**Data for this exercise**
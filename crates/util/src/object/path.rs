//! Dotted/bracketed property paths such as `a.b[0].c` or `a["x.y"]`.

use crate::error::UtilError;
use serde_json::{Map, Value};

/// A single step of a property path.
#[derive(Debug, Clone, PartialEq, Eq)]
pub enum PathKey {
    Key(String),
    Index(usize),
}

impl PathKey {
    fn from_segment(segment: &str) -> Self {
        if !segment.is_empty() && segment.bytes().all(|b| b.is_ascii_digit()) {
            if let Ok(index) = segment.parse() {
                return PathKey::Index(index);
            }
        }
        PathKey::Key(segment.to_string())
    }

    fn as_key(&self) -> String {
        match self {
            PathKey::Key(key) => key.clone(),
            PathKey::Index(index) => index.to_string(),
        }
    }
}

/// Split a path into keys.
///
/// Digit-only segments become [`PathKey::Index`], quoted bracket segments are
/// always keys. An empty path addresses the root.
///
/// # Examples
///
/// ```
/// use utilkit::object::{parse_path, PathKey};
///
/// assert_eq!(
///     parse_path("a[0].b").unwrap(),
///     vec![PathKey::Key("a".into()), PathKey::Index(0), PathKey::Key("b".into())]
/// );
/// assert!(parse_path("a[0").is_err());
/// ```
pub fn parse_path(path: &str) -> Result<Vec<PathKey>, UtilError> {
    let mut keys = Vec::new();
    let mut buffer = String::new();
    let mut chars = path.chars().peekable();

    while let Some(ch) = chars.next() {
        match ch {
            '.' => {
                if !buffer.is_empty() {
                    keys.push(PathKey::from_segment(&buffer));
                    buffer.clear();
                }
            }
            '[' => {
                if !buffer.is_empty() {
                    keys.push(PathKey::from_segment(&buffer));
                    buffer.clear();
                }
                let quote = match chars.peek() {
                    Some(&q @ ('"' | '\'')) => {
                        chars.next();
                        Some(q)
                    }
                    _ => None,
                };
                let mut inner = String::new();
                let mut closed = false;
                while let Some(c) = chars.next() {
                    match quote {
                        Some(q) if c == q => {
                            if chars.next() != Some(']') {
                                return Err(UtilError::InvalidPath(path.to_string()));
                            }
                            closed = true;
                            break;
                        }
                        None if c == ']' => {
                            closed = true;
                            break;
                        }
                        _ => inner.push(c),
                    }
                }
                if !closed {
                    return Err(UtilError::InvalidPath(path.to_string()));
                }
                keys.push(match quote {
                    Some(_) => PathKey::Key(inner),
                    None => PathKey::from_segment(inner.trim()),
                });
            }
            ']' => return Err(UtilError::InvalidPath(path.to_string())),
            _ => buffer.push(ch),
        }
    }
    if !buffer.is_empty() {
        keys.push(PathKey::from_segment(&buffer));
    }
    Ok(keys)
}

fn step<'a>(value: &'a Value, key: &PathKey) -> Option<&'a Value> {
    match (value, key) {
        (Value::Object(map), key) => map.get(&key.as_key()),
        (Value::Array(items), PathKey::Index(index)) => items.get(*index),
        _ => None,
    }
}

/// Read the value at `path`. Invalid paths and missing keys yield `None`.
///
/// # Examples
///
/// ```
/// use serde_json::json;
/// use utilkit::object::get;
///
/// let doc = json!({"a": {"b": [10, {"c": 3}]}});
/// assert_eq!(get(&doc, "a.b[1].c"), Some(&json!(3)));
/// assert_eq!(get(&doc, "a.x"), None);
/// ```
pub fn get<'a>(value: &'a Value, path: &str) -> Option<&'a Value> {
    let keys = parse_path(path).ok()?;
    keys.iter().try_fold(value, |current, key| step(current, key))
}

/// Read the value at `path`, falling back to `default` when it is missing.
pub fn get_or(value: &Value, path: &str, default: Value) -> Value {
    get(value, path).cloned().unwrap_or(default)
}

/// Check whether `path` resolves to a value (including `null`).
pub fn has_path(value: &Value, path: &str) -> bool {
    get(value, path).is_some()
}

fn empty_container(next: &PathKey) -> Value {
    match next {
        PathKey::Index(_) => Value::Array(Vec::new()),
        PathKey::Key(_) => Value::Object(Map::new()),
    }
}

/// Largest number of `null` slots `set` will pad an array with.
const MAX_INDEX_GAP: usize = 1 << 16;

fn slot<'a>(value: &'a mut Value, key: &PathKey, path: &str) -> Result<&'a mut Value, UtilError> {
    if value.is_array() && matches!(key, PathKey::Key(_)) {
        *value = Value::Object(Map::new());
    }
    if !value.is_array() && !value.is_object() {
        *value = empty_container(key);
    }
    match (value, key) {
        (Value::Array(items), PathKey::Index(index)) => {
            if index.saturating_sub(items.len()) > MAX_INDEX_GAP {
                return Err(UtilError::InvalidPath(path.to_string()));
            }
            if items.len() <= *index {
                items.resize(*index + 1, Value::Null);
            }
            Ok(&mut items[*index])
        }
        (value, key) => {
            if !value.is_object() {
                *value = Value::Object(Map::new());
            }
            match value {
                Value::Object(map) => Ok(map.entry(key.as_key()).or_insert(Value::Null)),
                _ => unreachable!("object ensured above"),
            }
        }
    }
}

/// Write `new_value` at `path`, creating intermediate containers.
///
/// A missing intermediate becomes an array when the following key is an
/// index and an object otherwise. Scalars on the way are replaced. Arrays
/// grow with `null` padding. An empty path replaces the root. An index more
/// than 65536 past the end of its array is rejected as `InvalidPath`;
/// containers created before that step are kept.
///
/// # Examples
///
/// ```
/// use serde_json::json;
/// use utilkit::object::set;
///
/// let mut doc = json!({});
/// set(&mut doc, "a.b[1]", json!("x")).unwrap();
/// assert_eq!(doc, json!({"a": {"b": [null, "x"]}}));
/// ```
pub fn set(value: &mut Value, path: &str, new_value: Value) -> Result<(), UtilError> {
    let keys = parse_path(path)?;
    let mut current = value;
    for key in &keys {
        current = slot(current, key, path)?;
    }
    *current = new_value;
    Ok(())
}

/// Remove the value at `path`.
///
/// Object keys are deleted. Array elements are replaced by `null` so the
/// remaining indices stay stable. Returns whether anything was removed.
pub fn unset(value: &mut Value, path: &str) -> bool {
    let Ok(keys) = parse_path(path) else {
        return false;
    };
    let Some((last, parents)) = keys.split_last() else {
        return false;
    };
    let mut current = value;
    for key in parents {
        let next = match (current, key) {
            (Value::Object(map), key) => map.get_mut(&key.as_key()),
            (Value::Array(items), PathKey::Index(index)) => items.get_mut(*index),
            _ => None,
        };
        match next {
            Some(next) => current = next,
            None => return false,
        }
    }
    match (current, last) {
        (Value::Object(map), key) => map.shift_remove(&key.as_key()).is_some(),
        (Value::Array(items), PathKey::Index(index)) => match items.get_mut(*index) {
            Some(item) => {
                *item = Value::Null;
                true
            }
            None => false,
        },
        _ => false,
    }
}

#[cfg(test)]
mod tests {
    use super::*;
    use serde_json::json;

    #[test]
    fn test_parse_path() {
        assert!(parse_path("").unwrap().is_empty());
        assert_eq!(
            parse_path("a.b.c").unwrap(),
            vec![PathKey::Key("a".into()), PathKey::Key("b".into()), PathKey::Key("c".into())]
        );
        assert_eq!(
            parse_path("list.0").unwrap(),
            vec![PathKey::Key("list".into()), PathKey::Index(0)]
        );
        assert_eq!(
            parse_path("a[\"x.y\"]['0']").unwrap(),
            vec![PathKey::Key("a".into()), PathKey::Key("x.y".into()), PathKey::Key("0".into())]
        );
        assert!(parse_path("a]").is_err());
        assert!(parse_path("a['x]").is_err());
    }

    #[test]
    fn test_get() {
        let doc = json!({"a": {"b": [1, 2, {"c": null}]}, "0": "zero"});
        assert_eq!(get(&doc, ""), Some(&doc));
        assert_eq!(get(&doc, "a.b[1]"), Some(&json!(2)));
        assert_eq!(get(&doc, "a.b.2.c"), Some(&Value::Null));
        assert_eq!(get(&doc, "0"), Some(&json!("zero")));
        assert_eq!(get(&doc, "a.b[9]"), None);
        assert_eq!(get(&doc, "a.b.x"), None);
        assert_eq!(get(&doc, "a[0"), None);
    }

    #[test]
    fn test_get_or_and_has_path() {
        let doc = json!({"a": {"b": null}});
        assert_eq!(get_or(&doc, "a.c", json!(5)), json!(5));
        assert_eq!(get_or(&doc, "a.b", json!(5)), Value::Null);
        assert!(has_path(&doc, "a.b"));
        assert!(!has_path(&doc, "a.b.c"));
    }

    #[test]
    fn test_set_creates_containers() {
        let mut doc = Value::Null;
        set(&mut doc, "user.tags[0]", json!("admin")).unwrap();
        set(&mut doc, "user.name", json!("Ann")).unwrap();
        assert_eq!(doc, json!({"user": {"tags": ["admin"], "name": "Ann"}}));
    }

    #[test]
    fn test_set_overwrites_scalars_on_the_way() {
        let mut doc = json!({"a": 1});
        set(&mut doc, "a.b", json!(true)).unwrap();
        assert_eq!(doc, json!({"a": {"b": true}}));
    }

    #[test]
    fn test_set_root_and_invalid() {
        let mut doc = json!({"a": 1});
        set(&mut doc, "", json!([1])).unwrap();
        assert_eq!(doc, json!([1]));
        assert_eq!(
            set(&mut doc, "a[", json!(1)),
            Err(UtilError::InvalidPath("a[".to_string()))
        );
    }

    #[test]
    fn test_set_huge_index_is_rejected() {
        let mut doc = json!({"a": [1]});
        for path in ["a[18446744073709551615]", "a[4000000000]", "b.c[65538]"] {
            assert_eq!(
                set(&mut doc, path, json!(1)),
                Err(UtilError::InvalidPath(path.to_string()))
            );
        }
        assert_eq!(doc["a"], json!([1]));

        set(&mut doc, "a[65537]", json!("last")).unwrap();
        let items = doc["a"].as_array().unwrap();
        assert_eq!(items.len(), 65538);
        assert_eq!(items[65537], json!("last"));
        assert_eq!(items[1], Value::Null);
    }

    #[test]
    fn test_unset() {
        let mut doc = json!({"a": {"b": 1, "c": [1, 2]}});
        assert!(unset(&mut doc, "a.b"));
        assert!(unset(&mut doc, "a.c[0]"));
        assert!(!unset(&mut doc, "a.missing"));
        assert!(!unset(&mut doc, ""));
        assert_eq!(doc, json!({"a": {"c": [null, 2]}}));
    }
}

==

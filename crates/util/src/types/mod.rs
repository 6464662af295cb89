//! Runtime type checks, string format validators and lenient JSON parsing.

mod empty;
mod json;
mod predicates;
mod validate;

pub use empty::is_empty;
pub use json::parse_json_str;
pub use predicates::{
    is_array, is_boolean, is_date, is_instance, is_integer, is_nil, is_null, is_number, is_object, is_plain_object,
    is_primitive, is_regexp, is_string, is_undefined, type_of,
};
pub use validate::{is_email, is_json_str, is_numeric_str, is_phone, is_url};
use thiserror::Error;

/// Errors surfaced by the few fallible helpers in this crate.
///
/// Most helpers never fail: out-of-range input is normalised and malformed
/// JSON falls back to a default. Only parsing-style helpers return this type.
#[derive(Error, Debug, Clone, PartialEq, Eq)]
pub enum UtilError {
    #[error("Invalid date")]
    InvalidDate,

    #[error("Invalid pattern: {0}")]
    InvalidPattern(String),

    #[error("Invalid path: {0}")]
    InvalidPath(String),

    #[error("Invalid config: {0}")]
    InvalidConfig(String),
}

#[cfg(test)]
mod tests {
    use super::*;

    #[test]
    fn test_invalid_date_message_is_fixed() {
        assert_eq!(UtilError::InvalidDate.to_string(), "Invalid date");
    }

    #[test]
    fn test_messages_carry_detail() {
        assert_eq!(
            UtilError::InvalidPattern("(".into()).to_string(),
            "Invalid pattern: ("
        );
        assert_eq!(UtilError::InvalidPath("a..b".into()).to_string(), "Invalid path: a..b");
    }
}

---

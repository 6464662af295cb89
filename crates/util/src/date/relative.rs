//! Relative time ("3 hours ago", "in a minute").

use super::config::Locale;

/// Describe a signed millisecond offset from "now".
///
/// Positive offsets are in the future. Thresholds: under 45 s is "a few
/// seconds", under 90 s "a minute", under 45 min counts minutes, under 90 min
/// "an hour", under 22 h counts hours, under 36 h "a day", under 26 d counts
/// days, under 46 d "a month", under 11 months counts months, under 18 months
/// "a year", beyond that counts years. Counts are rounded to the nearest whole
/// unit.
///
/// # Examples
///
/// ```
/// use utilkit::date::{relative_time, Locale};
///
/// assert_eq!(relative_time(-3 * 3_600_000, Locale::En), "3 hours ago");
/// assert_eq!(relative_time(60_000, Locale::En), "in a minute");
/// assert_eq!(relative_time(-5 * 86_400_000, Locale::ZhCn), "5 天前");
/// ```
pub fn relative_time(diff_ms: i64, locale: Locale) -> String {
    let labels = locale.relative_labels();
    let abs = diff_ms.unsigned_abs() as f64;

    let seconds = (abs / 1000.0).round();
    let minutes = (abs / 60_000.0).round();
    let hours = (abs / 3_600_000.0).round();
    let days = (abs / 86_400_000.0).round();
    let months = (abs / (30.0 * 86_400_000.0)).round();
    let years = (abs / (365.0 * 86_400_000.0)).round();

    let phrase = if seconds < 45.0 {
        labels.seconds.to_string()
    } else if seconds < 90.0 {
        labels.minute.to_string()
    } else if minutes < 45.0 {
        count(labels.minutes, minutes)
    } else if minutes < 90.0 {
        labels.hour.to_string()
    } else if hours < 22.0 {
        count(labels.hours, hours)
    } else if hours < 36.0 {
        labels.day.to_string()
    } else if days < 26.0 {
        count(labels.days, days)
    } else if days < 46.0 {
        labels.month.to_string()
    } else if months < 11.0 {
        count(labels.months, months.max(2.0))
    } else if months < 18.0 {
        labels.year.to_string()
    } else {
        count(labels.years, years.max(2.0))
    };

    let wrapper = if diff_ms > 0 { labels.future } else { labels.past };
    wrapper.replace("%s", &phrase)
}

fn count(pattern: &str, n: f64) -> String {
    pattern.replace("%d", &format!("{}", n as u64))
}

**Task goal**
Starting at the line that has "let years = (abs" in the records above, restate word for word every line until the one that has "count(labels.hours, hours)", and include that one as well.

**Final answer**
    let years = (abs / (365.0 * 86_400_000.0)).round();

    let phrase = if seconds < 45.0 {
        labels.seconds.to_string()
    } else if seconds < 90.0 {
        labels.minute.to_string()
    } else if minutes < 45.0 {
        count(labels.minutes, minutes)
    } else if minutes < 90.0 {
        labels.hour.to_string()
    } else if hours < 22.0 {
        count(labels.hours, hours)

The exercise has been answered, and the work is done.